One of the main drawbacks of enzyme-mediated antibiofilm therapy is that it should be carried out in combination with antibiotic agents as it may become a preventive measure rather than a way of treatment. Another concern is their typical higher cost when compared to other costs of conventional chemical disinfectants and antimicrobial agents. But apart from this, many researchers have reported that biofilm matrix-degrading enzymes could be a potent antibiofilm agent to reduce the incidence of medical device infections [243].

7.3. In Silico Approach to Control P. aeruginosa Biofilms

Many studies have reported various chemical tools to exploit new knowledge to inhibit bacterial virulence by hindering the QS systems as a novel means to reduce P. aeruginosa infections efficiently, which makes it harder for the bacteria to develop drug resistance. Wang et al. [244] identified cladodionen, isolated from extracts of the marine fungal strain Cladosporium sp. Z148 as a novel QS inhibitor that showed effective binding conformation to LasR and PqsR compared to native ligands through molecular docking approach. He also reported that the QS-related mRNA gene expressions were down-regulated by cladodionen. A recent study by Sadiq et al. [245] reported sulfamerazine, a synthetic FDA-approved compound as an inhibitor of LasR by performing virtual screening and molecular docking by employing a pharmacophore hypothesis based screening and elucidating the stability of their binding conformation by a simulation study. A study by Baldelli et al. [246] suggested two antibiotic compounds, namely, nitrofurazone and erythromycin estolate as PqsE inhibitors by screening a library of FDA-approved drugs and found that these compounds reduce the expression of PqsE-dependent virulence and formation of biofilm in P. aeruginosa PAO1 model strain.
Abelyan et al. [247] through in silico virtual screening approach reported benzamides, a synthetic derivative of flavones, could be promising LasR inhibitors as they exhibit higher binding affinity to the LasR ligand-binding domain compared to the DNA binding domain. Also, the selected compounds conformationally binds to the same amino acid residues of the ligand-binding region similar to the natural ligand, which indicated the competitive nature of the compounds. Mellini et al. [248] attempted a virtual screening on in silico FDA-approved drugs library consisting of 1467 compounds through molecular docking and selected five top hit compounds that possessed a stable binding affinity for the QS receptor PqsR as novel antagonists of the pqs system which imparts its effect on P. aeruginosa PqsR associated expression of virulence factors.

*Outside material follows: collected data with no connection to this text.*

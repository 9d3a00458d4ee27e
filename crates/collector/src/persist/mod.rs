//! Asynchronous append-only persistence with size-based rotation.
//!
//! Many ingest handlers produce onto a bounded queue; a single writer task
//! consumes it and owns the file. Enqueueing never blocks: when the queue
//! is full the entry is dropped; the drop is counted and logged. Write
//! failures are retried a bounded number of times and then dropped with a
//! warning; nothing here ever reaches the ingest path.

use std::io;
use std::path::PathBuf;
use std::sync::atomic::{AtomicU64, Ordering};
use std::sync::Arc;

use chrono::Local;
use tokio::fs::{self, File, OpenOptions};
use tokio::io::AsyncWriteExt;
use tokio::sync::mpsc;
use tokio::task::JoinHandle;
use tracing::{info, warn};

use crate::buffer::LogEntry;
use crate::config::PersistenceConfig;

const WRITE_RETRIES: usize = 3;
const CURRENT_FILE: &str = "current.log";
/// Overflow drops are warned on the first occurrence and then once per
/// this many, so a sustained stall cannot flood the server's own logs.
const OVERFLOW_LOG_EVERY: u64 = 1000;

/// Producer side of the persistence queue, cloned into every ingest handler
/// through the shared state. Dropping the last clone closes the queue and
/// lets the writer drain and exit.
#[derive(Clone)]
pub struct PersistHandle {
    tx: mpsc::Sender<Arc<LogEntry>>,
    overflow: Arc<AtomicU64>,
}

impl PersistHandle {
    /// Non-blocking handoff. A full queue drops the entry rather than
    /// stalling the ingest handler; the drop is counted and surfaced in
    /// the server's own diagnostics.
    pub fn enqueue(&self, entry: Arc<LogEntry>) {
        if self.tx.try_send(entry).is_err() {
            let dropped = self.overflow.fetch_add(1, Ordering::Relaxed) + 1;
            if dropped == 1 || dropped % OVERFLOW_LOG_EVERY == 0 {
                warn!(
                    "persistence queue full, dropped {} entries at enqueue so far",
                    dropped
                );
            }
        }
    }

    /// Entries dropped at enqueue because the queue was full. Separate from
    /// the buffer's eviction counter.
    pub fn overflow_count(&self) -> u64 {
        self.overflow.load(Ordering::Relaxed)
    }
}

/// Create the directory, open `current.log` for append, and start the
/// writer task. Only called when persistence is enabled; a disabled
/// configuration touches nothing on disk.
pub async fn spawn(config: &PersistenceConfig) -> io::Result<(PersistHandle, JoinHandle<()>)> {
    let dir = PathBuf::from(&config.directory);
    fs::create_dir_all(&dir).await?;

    let path = dir.join(CURRENT_FILE);
    let file = OpenOptions::new()
        .create(true)
        .append(true)
        .open(&path)
        .await?;
    let size = file.metadata().await?.len();

    let (tx, rx) = mpsc::channel(config.queue_depth);
    let overflow = Arc::new(AtomicU64::new(0));
    let writer = Writer {
        dir,
        path,
        file,
        size,
        max_size: config.max_file_size(),
        rx,
        overflow: Arc::clone(&overflow),
    };

    info!(
        "Persistence enabled. Dir: {}, max file size: {} MB",
        config.directory, config.max_file_size_mb
    );

    let task = tokio::spawn(writer.run());
    Ok((PersistHandle { tx, overflow }, task))
}

struct Writer {
    dir: PathBuf,
    path: PathBuf,
    file: File,
    size: u64,
    max_size: u64,
    rx: mpsc::Receiver<Arc<LogEntry>>,
    overflow: Arc<AtomicU64>,
}

impl Writer {
    async fn run(mut self) {
        while let Some(entry) = self.rx.recv().await {
            self.write_entry(&entry).await;
        }
        // Queue closed: everything received has been written, flush and go.
        if let Err(e) = self.file.flush().await {
            warn!("final persistence flush failed: {}", e);
        }
        let overflowed = self.overflow.load(Ordering::Relaxed);
        if overflowed > 0 {
            warn!(
                "Persistence writer stopped. {} entries were never enqueued (queue full)",
                overflowed
            );
        } else {
            info!("Persistence writer stopped");
        }
    }

    async fn write_entry(&mut self, entry: &LogEntry) {
        let mut line = Vec::with_capacity(entry.text.len() + 1);
        line.extend_from_slice(entry.text.as_bytes());
        line.push(b'\n');

        for attempt in 1..=WRITE_RETRIES {
            match self.try_write(&line).await {
                Ok(()) => {
                    self.size += line.len() as u64;
                    if self.size >= self.max_size {
                        self.rotate().await;
                    }
                    return;
                }
                Err(e) => {
                    warn!(
                        "persistence write failed (attempt {}/{}): {}",
                        attempt, WRITE_RETRIES, e
                    );
                }
            }
        }
        warn!(
            "dropping log entry seq={} after {} failed writes",
            entry.seq, WRITE_RETRIES
        );
    }

    async fn try_write(&mut self, line: &[u8]) -> io::Result<()> {
        self.file.write_all(line).await?;
        self.file.flush().await
    }

    /// Rename `current.log` to a timestamped name and reopen a fresh one.
    /// Failures leave the writer appending to whatever file it still holds.
    async fn rotate(&mut self) {
        let stamp = Local::now().format("%Y%m%d-%H%M%S");
        let rotated = self.dir.join(format!("log-{stamp}.log"));

        if let Err(e) = fs::rename(&self.path, &rotated).await {
            warn!("log rotation failed: {}", e);
            return;
        }

        match OpenOptions::new()
            .create(true)
            .append(true)
            .open(&self.path)
            .await
        {
            Ok(file) => {
                self.file = file;
                self.size = 0;
                info!("Rotated log file to {}", rotated.display());
            }
            Err(e) => {
                // The old handle still points at the renamed file; keep
                // writing there rather than losing entries.
                warn!(
                    "failed to reopen {} after rotation: {}",
                    self.path.display(),
                    e
                );
            }
        }
    }
}

#[cfg(test)]
mod tests {
    use tracing_test::traced_test;

    use super::*;

    fn entry(seq: u64, text: &str) -> Arc<LogEntry> {
        Arc::new(LogEntry {
            seq,
            received_at: 0,
            text: text.to_string(),
        })
    }

    fn config_for(dir: &std::path::Path) -> PersistenceConfig {
        PersistenceConfig {
            enabled: true,
            directory: dir.to_string_lossy().into_owned(),
            max_file_size_mb: 10,
            queue_depth: 64,
        }
    }

    #[tokio::test]
    async fn test_entry_round_trips_to_current_log() {
        let dir = tempfile::tempdir().unwrap();
        let (handle, task) = spawn(&config_for(dir.path())).await.unwrap();

        handle.enqueue(entry(0, "persisted line"));
        handle.enqueue(entry(1, "another line"));
        drop(handle); // closes the queue, writer drains and exits
        task.await.unwrap();

        let contents = std::fs::read_to_string(dir.path().join(CURRENT_FILE)).unwrap();
        assert_eq!(contents, "persisted line\nanother line\n");
    }

    #[tokio::test]
    async fn test_appends_across_restarts() {
        let dir = tempfile::tempdir().unwrap();
        let config = config_for(dir.path());

        let (handle, task) = spawn(&config).await.unwrap();
        handle.enqueue(entry(0, "first run"));
        drop(handle);
        task.await.unwrap();

        let (handle, task) = spawn(&config).await.unwrap();
        handle.enqueue(entry(1, "second run"));
        drop(handle);
        task.await.unwrap();

        let contents = std::fs::read_to_string(dir.path().join(CURRENT_FILE)).unwrap();
        assert_eq!(contents, "first run\nsecond run\n");
    }

    #[tokio::test]
    async fn test_rotation_at_size_threshold() {
        let dir = tempfile::tempdir().unwrap();
        let config = PersistenceConfig {
            max_file_size_mb: 1,
            queue_depth: 4096,
            ..config_for(dir.path())
        };

        let (handle, task) = spawn(&config).await.unwrap();
        // ~1.1 MiB of 1 KiB lines crosses the 1 MiB threshold once.
        let line = "x".repeat(1023);
        for seq in 0..1100 {
            handle.tx.send(entry(seq, &line)).await.unwrap();
        }
        drop(handle);
        task.await.unwrap();

        let mut rotated = 0;
        let mut has_current = false;
        for dirent in std::fs::read_dir(dir.path()).unwrap() {
            let name = dirent.unwrap().file_name().into_string().unwrap();
            if name == CURRENT_FILE {
                has_current = true;
            } else if name.starts_with("log-") && name.ends_with(".log") {
                rotated += 1;
            }
        }
        assert!(has_current);
        assert_eq!(rotated, 1);
    }

    #[traced_test]
    #[tokio::test]
    async fn test_overflow_counted_and_warned_not_blocking() {
        let dir = tempfile::tempdir().unwrap();
        let config = PersistenceConfig {
            queue_depth: 1,
            ..config_for(dir.path())
        };

        // Build a handle whose queue has no consumer, so it fills up.
        let (tx, _rx) = mpsc::channel(config.queue_depth);
        let handle = PersistHandle {
            tx,
            overflow: Arc::new(AtomicU64::new(0)),
        };

        handle.enqueue(entry(0, "fits"));
        handle.enqueue(entry(1, "dropped"));
        handle.enqueue(entry(2, "dropped"));
        assert_eq!(handle.overflow_count(), 2);
        // The first drop is reported; later drops only at the log interval.
        assert!(logs_contain(
            "persistence queue full, dropped 1 entries at enqueue so far"
        ));
        assert!(!logs_contain("dropped 2 entries"));
    }

    #[traced_test]
    #[tokio::test]
    async fn test_writer_reports_overflow_total_on_shutdown() {
        let dir = tempfile::tempdir().unwrap();
        let config = PersistenceConfig {
            queue_depth: 1,
            ..config_for(dir.path())
        };

        let (handle, task) = spawn(&config).await.unwrap();
        handle.overflow.store(3, Ordering::Relaxed);
        drop(handle);
        task.await.unwrap();

        assert!(logs_contain(
            "Persistence writer stopped. 3 entries were never enqueued"
        ));
    }
}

Another report by Shah et al. [249] found a synthetic compound potassium 2-methoxy-4-vinylphenolate to be the most powerful P. aeruginosa quorum-sensing inhibitor that targets LasIR/RhlIR circuits and inhibits the formation of biofilm, production of virulence-associated factors like LasA protease, pyocyanin, LasB elastase, and motilities in bacteria. Recently, a study by Nain et al. [250] utilized energy-optimized pharmacophore coupled virtual screening to discover QS inhibitors for LasR of P. aeruginosa based on hydrogen bond networking and further exploited the stability of the binding complexes through a dynamics simulation study. Singh and Bhatia [251] performed a study on an FDA-approved clinical drug, Albendazole, by a structure-based molecular docking approach that exhibited putative interactions with LasB and CviR receptor protein of P. aeruginosa and Chromobacterium violaceum, respectively.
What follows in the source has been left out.